Association between asymptomatic hyperuricemia and new-onset chronic kidney disease in Japanese male workers: a long-term retrospective cohort study

End-stage renal disease (ESRD) poses a serious public health problem as a result of the costs of treatments such as dialysis and transplantation and harms the quality of life. Chronic kidney disease (CKD) precedes ESRD, and the progression of CKD to ESRD can be preventable by appropriate treatment. Prevention of new-onset CKD could effectively target ESRD. In 2002, the Kidney Disease Outcomes Quality Initiative of the National Kidney Foundation gave a definition and classification system for CKD, and CKD is defined as either glomerular filtration rate (GFR) < 60 mL/min/1.73 m² or kidney damage lasting for at least 3 months [1]. The estimated prevalences of CKD measured as GFR < 60 mL/min/1.73 m² are 8.1% in the United States [2] and 10.6% in Japan [3].

Previous studies have established hypertension [4‐9] and diabetes [10‐13] as predictive factors for CKD. Dyslipidemia [6, 14, 15], obesity [7, 16] and hyperuricemia [17‐20] have also been suggested to be predictive factors for CKD. However, it is not clear if asymptomatic hyperuricemia without gouty attacks is a risk factor for CKD. The aim of this study was to determine the associations between new-onset CKD and asymptomatic hyperuricemia, low serum high-density lipoprotein cholesterol (HDL-C), hypertension, diabetes and obesity in male factory workers over 40 years of age in Kanagawa, Japan.

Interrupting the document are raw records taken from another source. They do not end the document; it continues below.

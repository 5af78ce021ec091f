//! Multipart form intake.
//!
//! A request body is first drained into a [`SubmittedForm`] (text values grouped by field
//! name, file parts in arrival order), then turned into a typed request by
//! [`requests::CreateRequest`] or [`requests::UpdateRequest`] using the field table in
//! [`schema`].

pub mod requests;
pub mod schema;

use std::collections::BTreeMap;

use axum::extract::Multipart;
use bytes::Bytes;

use crate::error::PokedexError;

/// The two file inputs of the Pokémon forms.
#[derive(Debug, Clone, Copy, PartialEq, Eq, Hash)]
pub enum FileGroup {
    Photo,
    EvolutionPhoto,
}

impl FileGroup {
    /// Browsers post multi-file inputs as `photo[]`; the bare name is accepted too.
    pub fn from_field_name(name: &str) -> Option<Self> {
        match name {
            "photo" | "photo[]" => Some(FileGroup::Photo),
            "evolution_photo" | "evolution_photo[]" => Some(FileGroup::EvolutionPhoto),
            _ => None,
        }
    }

    pub fn field_name(&self) -> &'static str {
        match self {
            FileGroup::Photo => "photo",
            FileGroup::EvolutionPhoto => "evolution_photo",
        }
    }
}

/// A file part held for the lifetime of one request.
#[derive(Debug, Clone)]
pub struct UploadedFile {
    pub group: FileGroup,
    pub file_name: Option<String>,
    pub content_type: Option<String>,
    pub data: Bytes,
}

#[derive(Debug, Default, Clone)]
pub struct SubmittedForm {
    text: BTreeMap<String, Vec<String>>,
    files: Vec<UploadedFile>,
}

impl SubmittedForm {
    pub fn push_text(&mut self, name: impl Into<String>, value: impl Into<String>) {
        self.text.entry(name.into()).or_default().push(value.into());
    }

    pub fn push_file(&mut self, file: UploadedFile) {
        self.files.push(file);
    }

    /// First non-blank value of a text field, trimmed.
    pub fn text(&self, name: &str) -> Option<&str> {
        self.values(name)
            .iter()
            .map(|v| v.trim())
            .find(|v| !v.is_empty())
    }

    pub fn values(&self, name: &str) -> &[String] {
        self.text.get(name).map(Vec::as_slice).unwrap_or(&[])
    }

    pub fn text_field_names(&self) -> impl Iterator<Item = &str> {
        self.text.keys().map(String::as_str)
    }

    pub fn has_files(&self, group: FileGroup) -> bool {
        self.files.iter().any(|f| f.group == group)
    }

    /// Removes and returns the files of one group, preserving submission order.
    pub fn take_files(&mut self, group: FileGroup) -> Vec<UploadedFile> {
        let (taken, kept): (Vec<_>, Vec<_>) = std::mem::take(&mut self.files)
            .into_iter()
            .partition(|f| f.group == group);
        self.files = kept;
        taken
    }
}

/// Drains a multipart body into a [`SubmittedForm`].
pub async fn read_multipart(mut multipart: Multipart) -> Result<SubmittedForm, PokedexError> {
    let mut form = SubmittedForm::default();

    while let Some(field) = multipart
        .next_field()
        .await
        .map_err(|e| PokedexError::Request(e.to_string()))?
    {
        let name = field.name().unwrap_or_default().to_string();
        // Only parts with a filename are uploads; a plain `photo` value stays text
        let group = FileGroup::from_field_name(&name).filter(|_| field.file_name().is_some());

        if let Some(group) = group {
            let file_name = field
                .file_name()
                .map(str::to_string)
                .filter(|n| !n.is_empty());
            let content_type = field.content_type().map(str::to_string);
            let data = field
                .bytes()
                .await
                .map_err(|e| PokedexError::Request(e.to_string()))?;

            // An untouched file input still submits an empty, nameless part
            if data.is_empty() && file_name.is_none() {
                continue;
            }

            form.push_file(UploadedFile {
                group,
                file_name,
                content_type,
                data,
            });
        } else {
            let value = field
                .text()
                .await
                .map_err(|e| PokedexError::Request(e.to_string()))?;
            form.push_text(name, value);
        }
    }

    Ok(form)
}
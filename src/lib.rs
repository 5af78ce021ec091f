pub mod api;
pub mod catalog;
pub mod client;
pub mod config;
pub mod db;
pub mod error;
pub mod forms;
pub mod migration;
pub mod storage;

use std::sync::Arc;

use sea_orm::DatabaseConnection;

use storage::coordinator::UploadCoordinator;
use storage::ObjectStore;

/// Shared application state
#[derive(Clone)]
pub struct AppState {
    pub db: DatabaseConnection,
    pub coordinator: Arc<UploadCoordinator>,
}

impl AppState {
    pub fn new(db: DatabaseConnection, store: Arc<dyn ObjectStore>) -> Self {
        Self {
            coordinator: Arc::new(UploadCoordinator::new(db.clone(), store)),
            db,
        }
    }
}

The study involved 1,285 participants with a mean (± standard deviation [SD]) follow-up period of 95.2 (± 66.7) months. Of these participants, 100 (7.8%) developed CKD during the follow-up period, and their mean (± SD) follow-up period was 89.3 (± 62.0) months. The mean (± SD) follow-up period for participants who did not develop CKD was 95.7 (± 67.1) months. Table 1 shows the baseline characteristics of the participants in terms of age, levels of uric acid, HDL-C, systolic blood pressure, diastolic blood pressure, fasting blood sugar, and BMI. Hyperuricemia was detected in 166 participants (12.9%), low serum HDL-C in 153 (11.9%), hypertension in 255 (19.8%), diabetes in 51 (4.0%), and obesity in 255 (19.8%).

Table 2 shows the prediction for new-onset CKD during followed-up period. Of the participants with hyperuricemia at baseline, 32 (19.3%) developed CKD during the follow-up period. The results of Cox regression analysis revealed that the hazard ratio for new-onset CKD in the participants with hyperuricemia was 3.99 (95% CI: 2.59-6.15), showing a significant association between hyperuricemia and new-onset CKD. Likewise, the hazard ratio for new-onset CKD was 1.69 (95% CI: 1.00-2.86) in the participants with low serum HDL-C and 2.00 (95% CI: 1.29-3.11) in those with hypertension, indicating significant associations between new-onset CKD and these variables. However, a hazard ratio of 0.56 (95% CI: 0.17-1.77) indicated no significant association between new-onset CKD and diabetes. The hazard ratio was 1.35 (95% CI: 0.87-2.10) in the participants with obesity, indicating a weak association.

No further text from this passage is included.